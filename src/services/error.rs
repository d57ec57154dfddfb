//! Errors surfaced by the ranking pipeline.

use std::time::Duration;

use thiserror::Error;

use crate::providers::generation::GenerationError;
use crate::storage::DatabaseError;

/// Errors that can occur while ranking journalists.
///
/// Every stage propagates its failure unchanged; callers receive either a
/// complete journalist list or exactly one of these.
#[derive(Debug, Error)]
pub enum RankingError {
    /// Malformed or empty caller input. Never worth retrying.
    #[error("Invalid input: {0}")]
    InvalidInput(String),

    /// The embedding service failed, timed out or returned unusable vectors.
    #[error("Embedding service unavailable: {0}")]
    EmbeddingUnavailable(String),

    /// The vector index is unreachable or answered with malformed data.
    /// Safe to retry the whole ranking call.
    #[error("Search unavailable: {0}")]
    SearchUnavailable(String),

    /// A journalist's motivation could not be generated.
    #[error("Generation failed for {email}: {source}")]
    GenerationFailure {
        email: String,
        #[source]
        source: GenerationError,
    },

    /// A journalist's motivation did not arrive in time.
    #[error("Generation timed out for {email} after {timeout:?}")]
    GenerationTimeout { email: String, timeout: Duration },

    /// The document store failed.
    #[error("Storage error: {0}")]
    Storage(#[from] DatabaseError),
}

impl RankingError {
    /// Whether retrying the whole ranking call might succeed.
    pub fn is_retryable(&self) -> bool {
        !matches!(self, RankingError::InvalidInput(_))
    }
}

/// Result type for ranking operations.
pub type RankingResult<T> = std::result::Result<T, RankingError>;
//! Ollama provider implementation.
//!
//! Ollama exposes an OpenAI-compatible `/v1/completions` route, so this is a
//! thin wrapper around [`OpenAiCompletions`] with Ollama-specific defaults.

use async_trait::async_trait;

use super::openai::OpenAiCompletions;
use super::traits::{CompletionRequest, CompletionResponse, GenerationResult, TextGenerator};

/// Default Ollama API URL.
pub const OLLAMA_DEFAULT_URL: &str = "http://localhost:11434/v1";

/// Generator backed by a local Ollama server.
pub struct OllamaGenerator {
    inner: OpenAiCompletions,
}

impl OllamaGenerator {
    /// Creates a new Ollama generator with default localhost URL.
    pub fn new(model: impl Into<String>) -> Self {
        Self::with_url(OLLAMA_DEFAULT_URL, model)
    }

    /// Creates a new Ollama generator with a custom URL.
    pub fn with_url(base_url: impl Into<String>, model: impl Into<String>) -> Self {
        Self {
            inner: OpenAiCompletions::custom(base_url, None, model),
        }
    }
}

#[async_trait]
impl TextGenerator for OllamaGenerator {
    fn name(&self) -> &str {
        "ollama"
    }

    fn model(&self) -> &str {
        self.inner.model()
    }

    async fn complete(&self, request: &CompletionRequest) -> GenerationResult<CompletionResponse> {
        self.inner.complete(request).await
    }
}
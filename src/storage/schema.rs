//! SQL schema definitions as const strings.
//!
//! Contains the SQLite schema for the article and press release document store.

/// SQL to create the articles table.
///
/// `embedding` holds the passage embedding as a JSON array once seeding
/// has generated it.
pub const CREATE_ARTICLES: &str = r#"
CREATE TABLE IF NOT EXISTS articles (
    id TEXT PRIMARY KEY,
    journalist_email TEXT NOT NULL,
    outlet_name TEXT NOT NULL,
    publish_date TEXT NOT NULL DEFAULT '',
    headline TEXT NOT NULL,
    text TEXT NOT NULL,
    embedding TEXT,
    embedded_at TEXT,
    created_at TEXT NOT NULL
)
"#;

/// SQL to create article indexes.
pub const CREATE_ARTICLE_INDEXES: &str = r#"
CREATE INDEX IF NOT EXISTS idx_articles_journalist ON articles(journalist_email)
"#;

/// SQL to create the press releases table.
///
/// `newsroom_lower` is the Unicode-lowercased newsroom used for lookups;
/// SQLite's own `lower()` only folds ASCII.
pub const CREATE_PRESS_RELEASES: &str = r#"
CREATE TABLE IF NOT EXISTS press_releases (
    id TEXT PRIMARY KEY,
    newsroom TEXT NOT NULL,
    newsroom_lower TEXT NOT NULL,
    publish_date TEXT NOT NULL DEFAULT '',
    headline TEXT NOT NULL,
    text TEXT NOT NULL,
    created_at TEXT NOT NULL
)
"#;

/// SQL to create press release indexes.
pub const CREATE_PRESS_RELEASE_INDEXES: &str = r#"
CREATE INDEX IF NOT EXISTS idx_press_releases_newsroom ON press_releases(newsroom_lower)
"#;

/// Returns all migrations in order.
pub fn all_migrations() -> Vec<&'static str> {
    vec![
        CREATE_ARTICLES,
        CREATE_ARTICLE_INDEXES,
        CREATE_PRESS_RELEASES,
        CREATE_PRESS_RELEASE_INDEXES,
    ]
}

******************************

> DIRECTIONS
Repeat back all of the material, character for character.

> SOLVED PROBLEM
filename src/services/error.rs
repository d57ec57154dfddfb
//! Errors surfaced by the ranking pipeline.

use std::time::Duration;

use thiserror::Error;

use crate::providers::generation::GenerationError;
use crate::storage::DatabaseError;

/// Errors that can occur while ranking journalists.
///
/// Every stage propagates its failure unchanged; callers receive either a
/// complete journalist list or exactly one of these.
#[derive(Debug, Error)]
pub enum RankingError {
    /// Malformed or empty caller input. Never worth retrying.
    #[error("Invalid input: {0}")]
    InvalidInput(String),

    /// The embedding service failed, timed out or returned unusable vectors.
    #[error("Embedding service unavailable: {0}")]
    EmbeddingUnavailable(String),

    /// The vector index is unreachable or answered with malformed data.
    /// Safe to retry the whole ranking call.
    #[error("Search unavailable: {0}")]
    SearchUnavailable(String),

    /// A journalist's motivation could not be generated.
    #[error("Generation failed for {email}: {source}")]
    GenerationFailure {
        email: String,
        #[source]
        source: GenerationError,
    },

    /// A journalist's motivation did not arrive in time.
    #[error("Generation timed out for {email} after {timeout:?}")]
    GenerationTimeout { email: String, timeout: Duration },

    /// The document store failed.
    #[error("Storage error: {0}")]
    Storage(#[from] DatabaseError),
}

impl RankingError {
    /// Whether retrying the whole ranking call might succeed.
    pub fn is_retryable(&self) -> bool {
        !matches!(self, RankingError::InvalidInput(_))
    }
}

/// Result type for ranking operations.
pub type RankingResult<T> = std::result::Result<T, RankingError>;
//! Ollama provider implementation.
//!
//! Ollama exposes an OpenAI-compatible `/v1/completions` route, so this is a
//! thin wrapper around [`OpenAiCompletions`] with Ollama-specific defaults.

use async_trait::async_trait;

use super::openai::OpenAiCompletions;
use super::traits::{CompletionRequest, CompletionResponse, GenerationResult, TextGenerator};

/// Default Ollama API URL.
pub const OLLAMA_DEFAULT_URL: &str = "http://localhost:11434/v1";

/// Generator backed by a local Ollama server.
pub struct OllamaGenerator {
    inner: OpenAiCompletions,
}

impl OllamaGenerator {
    /// Creates a new Ollama generator with default localhost URL.
    pub fn new(model: impl Into<String>) -> Self {
        Self::with_url(OLLAMA_DEFAULT_URL, model)
    }

    /// Creates a new Ollama generator with a custom URL.
    pub fn with_url(base_url: impl Into<String>, model: impl Into<String>) -> Self {
        Self {
            inner: OpenAiCompletions::custom(base_url, None, model),
        }
    }
}

#[async_trait]
impl TextGenerator for OllamaGenerator {
    fn name(&self) -> &str {
        "ollama"
    }

    fn model(&self) -> &str {
        self.inner.model()
    }

    async fn complete(&self, request: &CompletionRequest) -> GenerationResult<CompletionResponse> {
        self.inner.complete(request).await
    }
}
filename src/storage/schema.rs
//! SQL schema definitions as const strings.
//!
//! Contains the SQLite schema for the article and press release document store.

/// SQL to create the articles table.
///
/// `embedding` holds the passage embedding as a JSON array once seeding
/// has generated it.
pub const CREATE_ARTICLES: &str = r#"
CREATE TABLE IF NOT EXISTS articles (
    id TEXT PRIMARY KEY,
    journalist_email TEXT NOT NULL,
    outlet_name TEXT NOT NULL,
    publish_date TEXT NOT NULL DEFAULT '',
    headline TEXT NOT NULL,
    text TEXT NOT NULL,
    embedding TEXT,
    embedded_at TEXT,
    created_at TEXT NOT NULL
)
"#;

/// SQL to create article indexes.
pub const CREATE_ARTICLE_INDEXES: &str = r#"
CREATE INDEX IF NOT EXISTS idx_articles_journalist ON articles(journalist_email)
"#;

/// SQL to create the press releases table.
///
/// `newsroom_lower` is the Unicode-lowercased newsroom used for lookups;
/// SQLite's own `lower()` only folds ASCII.
pub const CREATE_PRESS_RELEASES: &str = r#"
CREATE TABLE IF NOT EXISTS press_releases (
    id TEXT PRIMARY KEY,
    newsroom TEXT NOT NULL,
    newsroom_lower TEXT NOT NULL,
    publish_date TEXT NOT NULL DEFAULT '',
    headline TEXT NOT NULL,
    text TEXT NOT NULL,
    created_at TEXT NOT NULL
)
"#;

/// SQL to create press release indexes.
pub const CREATE_PRESS_RELEASE_INDEXES: &str = r#"
CREATE INDEX IF NOT EXISTS idx_press_releases_newsroom ON press_releases(newsroom_lower)
"#;

/// Returns all migrations in order.
pub fn all_migrations() -> Vec<&'static str> {
    vec![
        CREATE_ARTICLES,
        CREATE_ARTICLE_INDEXES,
        CREATE_PRESS_RELEASES,
        CREATE_PRESS_RELEASE_INDEXES,
    ]
}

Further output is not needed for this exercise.